Ensuite, il y a la symbolisation secondaire. C'est quand le langage entre en jeu. Les mots deviennent les principaux "signes" que nous utilisons pour représenter les choses, les idées, les relations. Quand tu racontes l'histoire de ton paracosme, que tu donnes des noms à tes personnages, que tu expliques les règles de ce monde, tu utilises la symbolisation secondaire. Tu utilises des mots (des symboles linguistiques ou signifiant) pour structurer et communiquer ce qui existe dans ton imagination et te permettre d’être en lien avec l’Autre. N’oublions pas qu’il n’y a que les mots qui permettent d’entrer en lien avec notre prochain. C'est une forme de symbolisation plus élaborée, qui passe par le système du langage et qui permet une plus grande complexité narrative et conceptuelle de l'existence. Le rôle de votre analyste est de vous aider à élaborer les images en mot pour vous soustraire de vaut maux.
Donc, quand on explore un paracosme, on peut voir comment ces deux types de symbolisation sont à l'œuvre : la manière brute et émotionnelle dont certains éléments prennent sens (symbolisation primaire), et la façon plus structurée et narrative dont le langage organise et donne forme à cet univers (symbolisation secondaire). Le paracosme devient alors un peu comme un laboratoire où l'on peut observer comment un sujet construit du sens, depuis les premières associations sensorielles jusqu'à l'élaboration d'une logique fantasmatique complexe.
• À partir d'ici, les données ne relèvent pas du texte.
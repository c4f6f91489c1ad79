//! Email verification by one-time passcode.

use crate::authority::ActivationAuthority;
use crate::clock::Clock;
use crate::config::RateLimitPolicy;
use crate::error::{ActivationError, ActivationResult};
use crate::rate_limit::RateLimiter;
use licensor_types::{AccountId, HardwareId, SubscriptionSummary};
use std::sync::Arc;
use tracing::{info, warn};

/// Sends passcodes through a per-account throttle and verifies them.
pub struct OtpFlow {
    authority: Arc<dyn ActivationAuthority>,
    clock: Arc<dyn Clock>,
    limiter: RateLimiter<AccountId>,
}

impl OtpFlow {
    pub fn new(authority: Arc<dyn ActivationAuthority>, clock: Arc<dyn Clock>) -> Self {
        Self::with_policy(authority, clock, RateLimitPolicy::default())
    }

    pub fn with_policy(
        authority: Arc<dyn ActivationAuthority>,
        clock: Arc<dyn Clock>,
        policy: RateLimitPolicy,
    ) -> Self {
        Self {
            authority,
            clock,
            limiter: RateLimiter::new(policy),
        }
    }

    /// Passes `account` through the local passcode throttle.
    pub(crate) fn throttle(&self, account: &AccountId) -> ActivationResult<()> {
        self.limiter
            .check_and_record(account, self.clock.now())
            .into_result()
            .map_err(|denial| {
                warn!(
                    account = %account.masked(),
                    reason = %denial.reason,
                    "verification code request throttled"
                );
                denial.into()
            })
    }

    /// Asks the authority to email a passcode to `account`.
    ///
    /// Throttled requests never reach the authority.
    pub async fn request_code(&self, account: &AccountId) -> ActivationResult<()> {
        self.throttle(account)?;
        self.authority.generate_otp(account).await?;
        info!(account = %account.masked(), "verification code sent");
        Ok(())
    }

    /// Verifies `otp` for `account`.
    pub async fn confirm(
        &self,
        account: &AccountId,
        otp: &str,
        hardware_id: &HardwareId,
    ) -> ActivationResult<Option<SubscriptionSummary>> {
        let otp = passcode(otp)?;
        let summary = self.authority.verify_otp(account, otp, hardware_id).await?;
        info!(account = %account.masked(), "email verified");
        Ok(summary)
    }
}

/// Trims a typed passcode and checks it is all digits.
pub(crate) fn passcode(otp: &str) -> ActivationResult<&str> {
    let otp = otp.trim();
    if otp.is_empty() || !otp.chars().all(|c| c.is_ascii_digit()) {
        return Err(ActivationError::InvalidInput(
            "verification code must be numeric".to_string(),
        ));
    }
    Ok(otp)
}
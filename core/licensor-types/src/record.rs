//! Entitlement records exchanged with the authority.

use crate::{AccountId, HardwareId, TransferToken};
use chrono::{DateTime, Utc};
use serde::{Deserialize, Serialize};

/// Entitlement snapshot for one account, as confirmed by the authority.
#[derive(Debug, Clone, PartialEq, Eq, Serialize, Deserialize)]
pub struct ActivationRecord {
    /// Account email.
    #[serde(rename = "email")]
    pub account: AccountId,
    /// Machine the subscription is bound to.
    pub hardware_id: HardwareId,
    /// Subscription tier, e.g. `"pro"`.
    #[serde(rename = "subscription_type")]
    pub tier: String,
    /// Subscription code used to activate, if any.
    #[serde(rename = "subscription_code", default)]
    pub code: Option<String>,
    #[serde(rename = "activation_date", default)]
    pub activated_at: Option<DateTime<Utc>>,
    #[serde(rename = "expiry_date")]
    pub expires_at: DateTime<Utc>,
    pub is_active: bool,
    #[serde(default)]
    pub email_verified: bool,
    /// Last successful online confirmation.
    #[serde(rename = "last_sync", default)]
    pub last_synced_at: Option<DateTime<Utc>>,
    /// Lifetime number of device transfers.
    #[serde(rename = "device_transfer_count", default)]
    pub transfer_count: u32,
    #[serde(rename = "last_device_transfer_date", default)]
    pub last_transfer_at: Option<DateTime<Utc>>,
}

impl ActivationRecord {
    /// Builds a record from a subscription summary found for `hardware_id`.
    #[must_use]
    pub fn from_summary(summary: &SubscriptionSummary, hardware_id: HardwareId) -> Self {
        Self {
            account: summary.account.clone(),
            hardware_id,
            tier: summary.tier.clone(),
            code: None,
            activated_at: None,
            expires_at: summary.expires_at,
            is_active: summary.is_active,
            email_verified: false,
            last_synced_at: None,
            transfer_count: 0,
            last_transfer_at: None,
        }
    }

    /// Returns true once `now` has reached the expiry date.
    #[must_use]
    pub fn is_expired(&self, now: DateTime<Utc>) -> bool {
        now >= self.expires_at
    }

    /// Returns true if the record is bound to `hardware_id`.
    #[must_use]
    pub fn is_bound_to(&self, hardware_id: &HardwareId) -> bool {
        &self.hardware_id == hardware_id
    }

    /// Whole days left before expiry, never negative.
    #[must_use]
    pub fn days_until_expiry(&self, now: DateTime<Utc>) -> i64 {
        (self.expires_at - now).num_days().max(0)
    }

    /// Returns the short summary form of this record.
    #[must_use]
    pub fn summary(&self) -> SubscriptionSummary {
        SubscriptionSummary {
            account: self.account.clone(),
            tier: self.tier.clone(),
            expires_at: self.expires_at,
            is_active: self.is_active,
            hardware_id: Some(self.hardware_id.clone()),
        }
    }
}

/// Short subscription description returned by binding operations.
#[derive(Debug, Clone, PartialEq, Eq, Serialize, Deserialize)]
pub struct SubscriptionSummary {
    #[serde(rename = "email")]
    pub account: AccountId,
    #[serde(rename = "subscription_type")]
    pub tier: String,
    #[serde(rename = "expiry_date")]
    pub expires_at: DateTime<Utc>,
    pub is_active: bool,
    #[serde(default, skip_serializing_if = "Option::is_none")]
    pub hardware_id: Option<HardwareId>,
}

/// Result of checking a subscription code without redeeming it.
#[derive(Debug, Clone, PartialEq, Eq, Serialize, Deserialize)]
pub struct CodeValidation {
    pub valid: bool,
    #[serde(rename = "subscription_type")]
    pub tier: String,
    pub duration_days: u32,
}

/// Issued by `initiate-device-transfer`.
#[derive(Debug, Clone, PartialEq, Eq, Serialize, Deserialize)]
pub struct TransferTicket {
    pub transfer_token: TransferToken,
    pub expires_in_seconds: u64,
}

/// Transfers counted against the rolling quota.
#[derive(Debug, Clone, Copy, PartialEq, Eq, Serialize, Deserialize)]
pub struct TransferUsage {
    #[serde(rename = "transfers_used")]
    pub used: u32,
    #[serde(rename = "max_transfers_per_30days")]
    pub max: u32,
}

impl TransferUsage {
    /// Transfers still available in the current window.
    #[must_use]
    pub fn remaining(&self) -> u32 {
        self.max.saturating_sub(self.used)
    }

    /// Returns true when no transfer is left.
    #[must_use]
    pub fn is_exhausted(&self) -> bool {
        self.used >= self.max
    }
}

/// Returned by a successful `complete-device-transfer`.
#[derive(Debug, Clone, PartialEq, Eq, Serialize, Deserialize)]
pub struct TransferReceipt {
    pub subscription: SubscriptionSummary,
    #[serde(rename = "device_transfer_count")]
    pub transfer_count: u32,
    pub transfers_used_in_30days: u32,
    pub max_transfers_per_30days: u32,
}

/// Returned by `start-trial` once a passcode is on its way.
#[derive(Debug, Clone, PartialEq, Eq, Serialize, Deserialize)]
pub struct TrialOffer {
    pub trial_days: u32,
    /// The account already holds a running trial, which will be moved to
    /// the requesting machine rather than restarted.
    #[serde(rename = "existing_subscription", default)]
    pub existing_trial: bool,
}

/// Where a subscription code's subscription is bound, relative to the
/// asking machine.
#[derive(Debug, Clone, PartialEq, Eq, Serialize, Deserialize)]
pub struct CodeBinding {
    /// The code was redeemed and its subscription runs on another machine.
    pub mismatch: bool,
    /// Masked email of the account that redeemed the code.
    #[serde(default, skip_serializing_if = "Option::is_none")]
    pub linked_email: Option<String>,
}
De plus, le paracosme peut être vu comme un espace transitionnel au sens winnicottien, mais internalisé à un degré supérieur de complexité. Il permet une manipulation symbolique des objets et des relations, offrant un lieu où les désirs, les angoisses et les conflits peuvent être mis en scène et potentiellement élaborés selon la logique du fantasme du sujet, qui est unique a chacun rappelons-le, à distance du risque inhérent à l'interaction directe avec l'Autre et le réel.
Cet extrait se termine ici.